§ Problem description
Among the lines below, copy exactly those from the one with "snapshot of the page" through the one with "pub fn restore_active_quiz(&mut", counting both ends.

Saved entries
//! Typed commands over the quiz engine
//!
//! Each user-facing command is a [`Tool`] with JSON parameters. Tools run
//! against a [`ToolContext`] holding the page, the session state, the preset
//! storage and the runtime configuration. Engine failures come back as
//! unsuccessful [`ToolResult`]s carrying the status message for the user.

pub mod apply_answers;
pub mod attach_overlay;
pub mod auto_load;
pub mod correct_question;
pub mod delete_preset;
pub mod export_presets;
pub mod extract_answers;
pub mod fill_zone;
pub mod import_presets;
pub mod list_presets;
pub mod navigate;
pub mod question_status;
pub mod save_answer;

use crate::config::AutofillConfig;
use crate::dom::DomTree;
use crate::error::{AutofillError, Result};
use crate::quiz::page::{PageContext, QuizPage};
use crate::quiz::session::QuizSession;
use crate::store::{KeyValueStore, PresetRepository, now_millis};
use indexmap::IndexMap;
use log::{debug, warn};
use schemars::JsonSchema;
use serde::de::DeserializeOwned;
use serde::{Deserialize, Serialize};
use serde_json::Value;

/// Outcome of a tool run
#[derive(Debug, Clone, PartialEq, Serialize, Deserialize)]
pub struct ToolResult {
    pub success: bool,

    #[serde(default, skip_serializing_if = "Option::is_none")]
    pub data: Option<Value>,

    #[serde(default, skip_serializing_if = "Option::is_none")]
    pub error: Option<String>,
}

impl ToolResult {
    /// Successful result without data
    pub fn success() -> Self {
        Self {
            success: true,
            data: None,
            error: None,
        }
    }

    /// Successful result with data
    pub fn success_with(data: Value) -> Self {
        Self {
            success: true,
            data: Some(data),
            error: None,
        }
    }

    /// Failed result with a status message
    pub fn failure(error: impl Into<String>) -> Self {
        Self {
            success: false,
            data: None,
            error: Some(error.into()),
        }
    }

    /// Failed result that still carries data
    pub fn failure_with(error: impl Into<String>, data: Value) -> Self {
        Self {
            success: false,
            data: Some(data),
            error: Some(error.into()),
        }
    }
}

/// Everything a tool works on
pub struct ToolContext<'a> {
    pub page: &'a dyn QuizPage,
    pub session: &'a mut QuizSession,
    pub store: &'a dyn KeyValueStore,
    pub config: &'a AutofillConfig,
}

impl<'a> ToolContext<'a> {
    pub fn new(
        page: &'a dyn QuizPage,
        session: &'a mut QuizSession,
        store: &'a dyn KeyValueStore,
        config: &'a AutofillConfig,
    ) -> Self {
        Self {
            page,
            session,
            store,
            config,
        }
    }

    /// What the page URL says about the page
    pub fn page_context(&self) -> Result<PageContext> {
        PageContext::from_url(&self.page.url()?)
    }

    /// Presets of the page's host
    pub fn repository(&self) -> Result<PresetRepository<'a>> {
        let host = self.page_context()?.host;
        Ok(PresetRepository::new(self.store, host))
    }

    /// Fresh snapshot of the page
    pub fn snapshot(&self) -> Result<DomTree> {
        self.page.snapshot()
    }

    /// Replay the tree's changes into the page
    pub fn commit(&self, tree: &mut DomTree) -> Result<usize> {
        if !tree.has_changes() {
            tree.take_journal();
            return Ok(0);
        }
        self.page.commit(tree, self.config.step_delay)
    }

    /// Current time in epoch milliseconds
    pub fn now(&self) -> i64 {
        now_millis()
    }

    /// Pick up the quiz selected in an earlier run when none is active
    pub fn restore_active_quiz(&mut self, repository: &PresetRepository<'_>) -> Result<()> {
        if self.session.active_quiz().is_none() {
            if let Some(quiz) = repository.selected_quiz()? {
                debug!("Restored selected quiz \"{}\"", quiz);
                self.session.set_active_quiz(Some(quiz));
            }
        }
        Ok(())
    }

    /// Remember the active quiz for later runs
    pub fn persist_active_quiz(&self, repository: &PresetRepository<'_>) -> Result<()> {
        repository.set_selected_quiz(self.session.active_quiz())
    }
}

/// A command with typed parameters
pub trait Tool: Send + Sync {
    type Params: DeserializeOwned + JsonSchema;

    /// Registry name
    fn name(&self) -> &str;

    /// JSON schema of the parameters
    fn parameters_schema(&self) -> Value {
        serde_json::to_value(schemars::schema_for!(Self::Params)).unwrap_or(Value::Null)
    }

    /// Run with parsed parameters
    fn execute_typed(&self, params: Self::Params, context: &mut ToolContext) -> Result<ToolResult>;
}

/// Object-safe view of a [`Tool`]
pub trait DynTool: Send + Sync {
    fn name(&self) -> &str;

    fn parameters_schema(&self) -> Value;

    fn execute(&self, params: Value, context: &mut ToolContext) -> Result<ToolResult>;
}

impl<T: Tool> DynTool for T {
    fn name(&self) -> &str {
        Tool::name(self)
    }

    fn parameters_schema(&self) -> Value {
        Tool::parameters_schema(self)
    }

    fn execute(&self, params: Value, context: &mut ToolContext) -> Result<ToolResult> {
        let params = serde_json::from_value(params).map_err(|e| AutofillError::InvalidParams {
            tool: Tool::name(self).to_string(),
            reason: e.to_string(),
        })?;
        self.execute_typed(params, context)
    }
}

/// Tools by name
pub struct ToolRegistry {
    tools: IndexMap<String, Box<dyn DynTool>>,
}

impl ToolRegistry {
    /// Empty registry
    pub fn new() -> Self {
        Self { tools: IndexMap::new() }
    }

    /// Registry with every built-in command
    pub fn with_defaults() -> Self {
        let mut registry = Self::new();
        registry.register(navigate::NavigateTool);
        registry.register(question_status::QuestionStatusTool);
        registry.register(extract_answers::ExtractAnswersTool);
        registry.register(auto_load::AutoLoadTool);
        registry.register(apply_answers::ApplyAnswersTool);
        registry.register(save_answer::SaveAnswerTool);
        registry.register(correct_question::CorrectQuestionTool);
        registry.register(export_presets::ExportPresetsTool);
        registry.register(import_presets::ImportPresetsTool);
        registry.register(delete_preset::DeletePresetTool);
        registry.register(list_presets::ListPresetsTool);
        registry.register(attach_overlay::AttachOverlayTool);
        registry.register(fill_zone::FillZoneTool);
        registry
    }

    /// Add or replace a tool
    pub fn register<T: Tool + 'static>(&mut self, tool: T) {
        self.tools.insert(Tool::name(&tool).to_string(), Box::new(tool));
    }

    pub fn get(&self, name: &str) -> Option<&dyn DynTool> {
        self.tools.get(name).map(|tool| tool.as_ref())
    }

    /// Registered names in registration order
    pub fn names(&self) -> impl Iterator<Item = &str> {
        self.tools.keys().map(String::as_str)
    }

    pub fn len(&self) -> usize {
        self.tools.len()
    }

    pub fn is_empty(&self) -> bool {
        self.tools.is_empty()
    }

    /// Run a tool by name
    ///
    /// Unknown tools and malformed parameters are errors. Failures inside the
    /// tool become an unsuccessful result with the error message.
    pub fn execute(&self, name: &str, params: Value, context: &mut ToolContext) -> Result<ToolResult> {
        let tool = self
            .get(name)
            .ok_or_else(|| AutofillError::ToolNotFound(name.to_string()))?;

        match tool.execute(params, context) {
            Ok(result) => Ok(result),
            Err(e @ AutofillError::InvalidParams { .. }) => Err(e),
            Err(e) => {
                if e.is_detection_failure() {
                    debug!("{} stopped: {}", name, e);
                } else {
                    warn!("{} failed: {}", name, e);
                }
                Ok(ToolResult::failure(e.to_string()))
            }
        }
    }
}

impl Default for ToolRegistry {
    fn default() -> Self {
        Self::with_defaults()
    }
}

§ Completed exercise
    /// Fresh snapshot of the page
    pub fn snapshot(&self) -> Result<DomTree> {
        self.page.snapshot()
    }

    /// Replay the tree's changes into the page
    pub fn commit(&self, tree: &mut DomTree) -> Result<usize> {
        if !tree.has_changes() {
            tree.take_journal();
            return Ok(0);
        }
        self.page.commit(tree, self.config.step_delay)
    }

    /// Current time in epoch milliseconds
    pub fn now(&self) -> i64 {
        now_millis()
    }

    /// Pick up the quiz selected in an earlier run when none is active
    pub fn restore_active_quiz(&mut self, repository: &PresetRepository<'_>) -> Result<()> {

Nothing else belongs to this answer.